PROBLEM: The answer should consist of all the records, written out word for word.

SOURCE INFORMATION:
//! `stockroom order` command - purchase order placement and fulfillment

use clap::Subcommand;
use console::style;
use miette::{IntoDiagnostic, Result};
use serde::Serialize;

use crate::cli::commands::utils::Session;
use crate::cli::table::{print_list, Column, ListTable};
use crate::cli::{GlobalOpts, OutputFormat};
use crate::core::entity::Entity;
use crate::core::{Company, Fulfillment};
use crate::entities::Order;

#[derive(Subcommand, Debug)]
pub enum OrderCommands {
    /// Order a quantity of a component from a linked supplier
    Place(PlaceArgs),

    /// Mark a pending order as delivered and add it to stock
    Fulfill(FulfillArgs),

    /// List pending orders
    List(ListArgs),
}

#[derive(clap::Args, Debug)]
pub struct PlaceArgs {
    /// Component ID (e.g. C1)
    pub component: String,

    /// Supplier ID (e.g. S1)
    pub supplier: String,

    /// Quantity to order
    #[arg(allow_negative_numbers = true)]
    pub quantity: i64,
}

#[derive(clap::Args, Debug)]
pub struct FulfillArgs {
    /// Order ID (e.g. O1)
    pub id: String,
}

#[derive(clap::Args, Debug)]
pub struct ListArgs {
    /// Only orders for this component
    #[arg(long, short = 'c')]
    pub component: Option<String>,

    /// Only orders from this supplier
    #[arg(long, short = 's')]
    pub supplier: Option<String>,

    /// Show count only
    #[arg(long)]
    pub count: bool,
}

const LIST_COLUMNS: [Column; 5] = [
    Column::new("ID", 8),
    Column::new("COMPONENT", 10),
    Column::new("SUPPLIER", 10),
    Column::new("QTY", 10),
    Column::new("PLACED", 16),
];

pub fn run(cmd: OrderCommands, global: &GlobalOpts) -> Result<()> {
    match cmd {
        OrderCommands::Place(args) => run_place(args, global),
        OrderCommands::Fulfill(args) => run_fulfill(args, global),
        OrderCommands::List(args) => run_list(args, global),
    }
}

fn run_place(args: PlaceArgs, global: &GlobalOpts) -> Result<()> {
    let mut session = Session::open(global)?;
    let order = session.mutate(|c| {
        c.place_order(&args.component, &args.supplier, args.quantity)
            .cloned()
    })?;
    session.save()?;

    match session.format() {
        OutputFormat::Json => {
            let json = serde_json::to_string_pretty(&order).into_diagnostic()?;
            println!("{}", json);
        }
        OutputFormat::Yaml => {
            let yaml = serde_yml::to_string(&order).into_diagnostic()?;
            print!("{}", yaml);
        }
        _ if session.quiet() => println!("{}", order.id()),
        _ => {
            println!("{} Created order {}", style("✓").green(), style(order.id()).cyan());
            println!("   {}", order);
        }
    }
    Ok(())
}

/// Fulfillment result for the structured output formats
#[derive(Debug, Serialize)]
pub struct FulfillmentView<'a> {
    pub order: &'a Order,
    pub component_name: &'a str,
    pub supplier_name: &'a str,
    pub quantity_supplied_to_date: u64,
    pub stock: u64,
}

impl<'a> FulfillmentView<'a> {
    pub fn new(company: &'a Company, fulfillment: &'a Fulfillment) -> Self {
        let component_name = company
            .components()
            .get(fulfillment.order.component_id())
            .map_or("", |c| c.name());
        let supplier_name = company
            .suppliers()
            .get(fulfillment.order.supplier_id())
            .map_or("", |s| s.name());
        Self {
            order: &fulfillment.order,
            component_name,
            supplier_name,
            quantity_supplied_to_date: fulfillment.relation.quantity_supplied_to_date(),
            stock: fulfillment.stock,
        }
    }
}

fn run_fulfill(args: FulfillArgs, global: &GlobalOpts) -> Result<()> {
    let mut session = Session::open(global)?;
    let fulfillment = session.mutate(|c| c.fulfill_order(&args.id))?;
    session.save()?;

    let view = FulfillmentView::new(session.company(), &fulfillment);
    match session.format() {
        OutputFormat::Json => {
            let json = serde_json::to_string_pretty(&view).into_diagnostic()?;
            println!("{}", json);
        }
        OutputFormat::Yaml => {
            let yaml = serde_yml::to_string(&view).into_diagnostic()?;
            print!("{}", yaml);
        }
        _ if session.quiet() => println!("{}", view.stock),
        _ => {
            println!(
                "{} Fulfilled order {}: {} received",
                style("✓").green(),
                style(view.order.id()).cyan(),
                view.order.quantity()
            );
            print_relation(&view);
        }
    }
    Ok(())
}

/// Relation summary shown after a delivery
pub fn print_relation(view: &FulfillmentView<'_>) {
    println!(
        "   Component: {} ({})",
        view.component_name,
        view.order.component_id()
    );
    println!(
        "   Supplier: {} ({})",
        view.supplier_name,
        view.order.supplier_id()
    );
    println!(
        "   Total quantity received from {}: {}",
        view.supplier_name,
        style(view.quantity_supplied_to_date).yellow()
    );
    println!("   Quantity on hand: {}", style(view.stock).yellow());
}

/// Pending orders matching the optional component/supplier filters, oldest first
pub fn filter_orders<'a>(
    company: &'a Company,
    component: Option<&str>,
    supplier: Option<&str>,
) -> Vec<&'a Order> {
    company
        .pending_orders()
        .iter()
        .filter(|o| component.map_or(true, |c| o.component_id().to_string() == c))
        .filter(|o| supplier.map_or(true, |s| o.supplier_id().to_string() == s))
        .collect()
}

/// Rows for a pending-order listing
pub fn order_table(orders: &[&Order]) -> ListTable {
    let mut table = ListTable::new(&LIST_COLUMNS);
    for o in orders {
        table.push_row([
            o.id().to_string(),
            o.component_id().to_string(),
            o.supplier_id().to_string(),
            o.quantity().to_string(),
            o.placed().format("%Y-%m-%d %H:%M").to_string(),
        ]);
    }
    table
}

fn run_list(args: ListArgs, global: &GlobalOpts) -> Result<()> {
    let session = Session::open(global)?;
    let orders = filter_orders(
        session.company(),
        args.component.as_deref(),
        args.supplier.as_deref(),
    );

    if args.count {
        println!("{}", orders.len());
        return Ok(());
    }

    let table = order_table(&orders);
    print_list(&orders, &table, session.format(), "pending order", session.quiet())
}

REPLY:
//! `stockroom order` command - purchase order placement and fulfillment

use clap::Subcommand;
use console::style;
use miette::{IntoDiagnostic, Result};
use serde::Serialize;

use crate::cli::commands::utils::Session;
use crate::cli::table::{print_list, Column, ListTable};
use crate::cli::{GlobalOpts, OutputFormat};
use crate::core::entity::Entity;
use crate::core::{Company, Fulfillment};
use crate::entities::Order;

#[derive(Subcommand, Debug)]
pub enum OrderCommands {
    /// Order a quantity of a component from a linked supplier
    Place(PlaceArgs),

    /// Mark a pending order as delivered and add it to stock
    Fulfill(FulfillArgs),

    /// List pending orders
    List(ListArgs),
}

#[derive(clap::Args, Debug)]
pub struct PlaceArgs {
    /// Component ID (e.g. C1)
    pub component: String,

    /// Supplier ID (e.g. S1)
    pub supplier: String,

    /// Quantity to order
    #[arg(allow_negative_numbers = true)]
    pub quantity: i64,
}

#[derive(clap::Args, Debug)]
pub struct FulfillArgs {
    /// Order ID (e.g. O1)
    pub id: String,
}

#[derive(clap::Args, Debug)]
pub struct ListArgs {
    /// Only orders for this component
    #[arg(long, short = 'c')]
    pub component: Option<String>,

    /// Only orders from this supplier
    #[arg(long, short = 's')]
    pub supplier: Option<String>,

    /// Show count only
    #[arg(long)]
    pub count: bool,
}

const LIST_COLUMNS: [Column; 5] = [
    Column::new("ID", 8),
    Column::new("COMPONENT", 10),
    Column::new("SUPPLIER", 10),
    Column::new("QTY", 10),
    Column::new("PLACED", 16),
];

pub fn run(cmd: OrderCommands, global: &GlobalOpts) -> Result<()> {
    match cmd {
        OrderCommands::Place(args) => run_place(args, global),
        OrderCommands::Fulfill(args) => run_fulfill(args, global),
        OrderCommands::List(args) => run_list(args, global),
    }
}

fn run_place(args: PlaceArgs, global: &GlobalOpts) -> Result<()> {
    let mut session = Session::open(global)?;
    let order = session.mutate(|c| {
        c.place_order(&args.component, &args.supplier, args.quantity)
            .cloned()
    })?;
    session.save()?;

    match session.format() {
        OutputFormat::Json => {
            let json = serde_json::to_string_pretty(&order).into_diagnostic()?;
            println!("{}", json);
        }
        OutputFormat::Yaml => {
            let yaml = serde_yml::to_string(&order).into_diagnostic()?;
            print!("{}", yaml);
        }
        _ if session.quiet() => println!("{}", order.id()),
        _ => {
            println!("{} Created order {}", style("✓").green(), style(order.id()).cyan());
            println!("   {}", order);
        }
    }
    Ok(())
}

/// Fulfillment result for the structured output formats
#[derive(Debug, Serialize)]
pub struct FulfillmentView<'a> {
    pub order: &'a Order,
    pub component_name: &'a str,
    pub supplier_name: &'a str,
    pub quantity_supplied_to_date: u64,
    pub stock: u64,
}

impl<'a> FulfillmentView<'a> {
    pub fn new(company: &'a Company, fulfillment: &'a Fulfillment) -> Self {
        let component_name = company
            .components()
            .get(fulfillment.order.component_id())
            .map_or("", |c| c.name());
        let supplier_name = company
            .suppliers()
            .get(fulfillment.order.supplier_id())
            .map_or("", |s| s.name());
        Self {
            order: &fulfillment.order,
            component_name,
            supplier_name,
            quantity_supplied_to_date: fulfillment.relation.quantity_supplied_to_date(),
            stock: fulfillment.stock,
        }
    }
}

fn run_fulfill(args: FulfillArgs, global: &GlobalOpts) -> Result<()> {
    let mut session = Session::open(global)?;
    let fulfillment = session.mutate(|c| c.fulfill_order(&args.id))?;
    session.save()?;

    let view = FulfillmentView::new(session.company(), &fulfillment);
    match session.format() {
        OutputFormat::Json => {
            let json = serde_json::to_string_pretty(&view).into_diagnostic()?;
            println!("{}", json);
        }
        OutputFormat::Yaml => {
            let yaml = serde_yml::to_string(&view).into_diagnostic()?;
            print!("{}", yaml);
        }
        _ if session.quiet() => println!("{}", view.stock),
        _ => {
            println!(
                "{} Fulfilled order {}: {} received",
                style("✓").green(),
                style(view.order.id()).cyan(),
                view.order.quantity()
            );
            print_relation(&view);
        }
    }
    Ok(())
}

/// Relation summary shown after a delivery
pub fn print_relation(view: &FulfillmentView<'_>) {
    println!(
        "   Component: {} ({})",
        view.component_name,
        view.order.component_id()
    );
    println!(
        "   Supplier: {} ({})",
        view.supplier_name,
        view.order.supplier_id()
    );
    println!(
        "   Total quantity received from {}: {}",
        view.supplier_name,
        style(view.quantity_supplied_to_date).yellow()
    );
    println!("   Quantity on hand: {}", style(view.stock).yellow());
}

/// Pending orders matching the optional component/supplier filters, oldest first
pub fn filter_orders<'a>(
    company: &'a Company,
    component: Option<&str>,
    supplier: Option<&str>,
) -> Vec<&'a Order> {
    company
        .pending_orders()
        .iter()
        .filter(|o| component.map_or(true, |c| o.component_id().to_string() == c))
        .filter(|o| supplier.map_or(true, |s| o.supplier_id().to_string() == s))
        .collect()
}

/// Rows for a pending-order listing
pub fn order_table(orders: &[&Order]) -> ListTable {
    let mut table = ListTable::new(&LIST_COLUMNS);
    for o in orders {
        table.push_row([
            o.id().to_string(),
            o.component_id().to_string(),
            o.supplier_id().to_string(),
            o.quantity().to_string(),
            o.placed().format("%Y-%m-%d %H:%M").to_string(),
        ]);
    }
    table
}

fn run_list(args: ListArgs, global: &GlobalOpts) -> Result<()> {
    let session = Session::open(global)?;
    let orders = filter_orders(
        session.company(),
        args.component.as_deref(),
        args.supplier.as_deref(),
    );

    if args.count {
        println!("{}", orders.len());
        return Ok(());
    }

    let table = order_table(&orders);
    print_list(&orders, &table, session.format(), "pending order", session.quiet())
}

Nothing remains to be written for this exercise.